In this acceleration equation, $v(f)$ is the final velocity while is the $v(i)$ initial velocity. $T(f)$ is the final time and $t(i)$ is the initial time.

Some other things to keep in mind when using the acceleration equation:

**You need to subtract the initial velocity from the final velocity.**If you reverse them, you will get the direction of your acceleration wrong.

- If you don’t have a starting time, you can use “0”.

- If the final velocity is less than the initial velocity, the acceleration will be negative, meaning that the object slowed down.

Now let’s breakdown the acceleration equation step-by-step in a real example.

## How to Calculate Acceleration: Step-by-Step Breakdown

Now we’ll breakdown the acceleration formula step-by-step using a real example.

A race car accelerates from 15 m/s to 35 m/s in 3 seconds. What is its average acceleration?

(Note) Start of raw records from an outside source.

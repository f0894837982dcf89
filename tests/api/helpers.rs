use mailchimp_subscribe::configuration::get_configuration;
use mailchimp_subscribe::startup::Application;
use mailchimp_subscribe::telemetry::get_subscriber;
use mailchimp_subscribe::telemetry::init_subscriber;
use once_cell::sync::Lazy;
use secrecy::Secret;
use serde_json::json;
use serde_json::Value;
use wiremock::matchers::method;
use wiremock::matchers::path;
use wiremock::matchers::path_regex;
use wiremock::Mock;
use wiremock::MockServer;
use wiremock::ResponseTemplate;

pub const LIST_ID: &str = "list123";

/// Init the subscriber once for the whole test binary. Logs are discarded
/// unless `TEST_LOG` is set:
///
/// ```sh
///      TEST_LOG=true cargo test [test_name] | bunyan
/// ```
static TRACING: Lazy<()> = Lazy::new(|| {
    // `stdout` and `sink` are different types, hence two arms
    match std::env::var("TEST_LOG") {
        Ok(_) => {
            let subscriber = get_subscriber("test", "debug", std::io::stdout);
            init_subscriber(subscriber).unwrap();
        }
        Err(_) => {
            let subscriber = get_subscriber("test", "debug", std::io::sink);
            init_subscriber(subscriber).unwrap();
        }
    };
});

pub struct TestApp {
    pub addr: String,
    /// Stands in for the Mailchimp api
    pub mailchimp_server: MockServer,
    /// Does not follow redirects, and keeps the flash message cookie
    pub api_client: reqwest::Client,
}

impl TestApp {
    pub async fn get_subscribe(
        &self,
        query: &str,
    ) -> reqwest::Response {
        self.api_client
            .get(format!("{}/subscribe{query}", self.addr))
            .send()
            .await
            .expect("execute request")
    }

    pub async fn get_subscribe_html(&self) -> String {
        self.get_subscribe("").await.text().await.unwrap()
    }

    pub async fn post_subscribe(
        &self,
        body: &str,
    ) -> reqwest::Response {
        self.api_client
            .post(format!("{}/subscribe", self.addr))
            .header("Content-Type", "application/x-www-form-urlencoded")
            .body(body.to_string())
            .send()
            .await
            .expect("execute request")
    }

    pub async fn post_properties(
        &self,
        endpoint: &str,
        body: &str,
    ) -> reqwest::Response {
        self.api_client
            .post(format!("{}/properties/{endpoint}", self.addr))
            .header("Content-Type", "application/x-www-form-urlencoded")
            .body(body.to_string())
            .send()
            .await
            .expect("execute request")
    }

    /// `POST /properties`, the widget properties editor
    pub async fn post_properties_form(
        &self,
        body: &str,
    ) -> reqwest::Response {
        self.api_client
            .post(format!("{}/properties", self.addr))
            .header("Content-Type", "application/x-www-form-urlencoded")
            .body(body.to_string())
            .send()
            .await
            .expect("execute request")
    }

    pub async fn get_preview_html(&self) -> String {
        self.api_client
            .get(format!("{}/properties/preview", self.addr))
            .send()
            .await
            .expect("execute request")
            .text()
            .await
            .unwrap()
    }

    /// Requests Mailchimp received for `POST /lists/{id}/members`, as json
    pub async fn subscribe_requests(&self) -> Vec<Value> {
        self.mailchimp_server
            .received_requests()
            .await
            .unwrap_or_default()
            .into_iter()
            .filter(|r| r.method == wiremock::http::Method::POST)
            .map(|r| serde_json::from_slice(&r.body).unwrap())
            .collect()
    }
}

/// `EMAIL` plus a visible `FNAME` and a hidden `LNAME`
pub fn merge_fields() -> Value {
    json!({
        "merge_fields": [
            {"tag": "EMAIL", "name": "Email Address", "type": "email", "required": true, "public": true},
            {"tag": "FNAME", "name": "First Name", "type": "text", "required": false, "public": true},
            {"tag": "LNAME", "name": "Last Name", "type": "text", "required": false, "public": false},
        ]
    })
}

pub async fn mount_merge_fields(
    server: &MockServer,
    body: Value,
) {
    Mock::given(path(format!("/lists/{LIST_ID}/merge-fields")))
        .and(method("GET"))
        .respond_with(ResponseTemplate::new(200).set_body_json(body))
        .named("merge fields")
        .mount(server)
        .await;
}

/// Member lookup answers with `code`, expecting `expected_lookups` calls
pub async fn mount_lookup(
    server: &MockServer,
    code: u16,
    expected_lookups: u64,
) {
    Mock::given(path_regex(format!("^/lists/{LIST_ID}/members/.+$")))
        .and(method("GET"))
        .respond_with(ResponseTemplate::new(404).set_body_json(json!({"code": code, "error": "lookup"})))
        .named("member lookup")
        .expect(expected_lookups)
        .mount(server)
        .await;
}

pub async fn mount_subscribe(
    server: &MockServer,
    expected_writes: u64,
) {
    Mock::given(path(format!("/lists/{LIST_ID}/members")))
        .and(method("POST"))
        .respond_with(ResponseTemplate::new(200).set_body_json(json!({"id": "abc"})))
        .named("subscribe")
        .expect(expected_writes)
        .mount(server)
        .await;
}

pub fn assert_is_redirect_to(
    resp: &reqwest::Response,
    location: &str,
) {
    assert_eq!(resp.status().as_u16(), 303);
    assert_eq!(resp.headers().get("Location").unwrap(), location);
}

/// App with an api key and list id configured, talking to a mock Mailchimp
pub async fn spawn_app() -> TestApp { spawn_app_with(|_| {}).await }

/// Like `spawn_app`, with a chance to tweak the config first
pub async fn spawn_app_with(tweak: impl FnOnce(&mut mailchimp_subscribe::configuration::Settings)) -> TestApp {
    Lazy::force(&TRACING);

    let mailchimp_server = MockServer::start().await;

    let cfg = {
        let mut cfg = get_configuration().unwrap();
        // random port, picked by the OS
        cfg.application.port = 0;
        cfg.mailchimp.base_url = mailchimp_server.uri();
        cfg.mailchimp.api_key = Secret::new("0123456789abcdef-us1".to_string());
        cfg.mailchimp.timeout_milliseconds = 500;
        cfg.widget.list_id = LIST_ID.to_string();
        tweak(&mut cfg);
        cfg
    };

    let app = Application::build(cfg).await.unwrap();
    let addr = format!("http://localhost:{}", app.get_port());
    tokio::spawn(app.run_until_stopped());

    let api_client = reqwest::Client::builder()
        .redirect(reqwest::redirect::Policy::none())
        .cookie_store(true)
        .build()
        .unwrap();

    TestApp {
        addr,
        mailchimp_server,
        api_client,
    }
}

First, write the acceleration equation.

$$a = {v(f) - v(i)}/{t(f) - t(i)}$$

Next, define your variables.

$a$ = what we are solving for

$$V(f) = 35 m/s$$

$$V(i) = 15 m/s$$

$$T(f) = 3 s$$

$$T(i) = 0 s$$

Now, plug your variables into the equation and solve:

$$A = {{(35 - 15)m}/{s}/{(3 - 0)s}$$

$$A = {(35 - 15)}/{(3 - 0)} m/s^2$$

$$A = {20/3} m/s^2$$

$$A = 6.66 m/s^2$$

Let’s try another example.

A cyclist traveling at 23.2 m/s comes to a complete stop in 1.5 $s$. What was her deceleration?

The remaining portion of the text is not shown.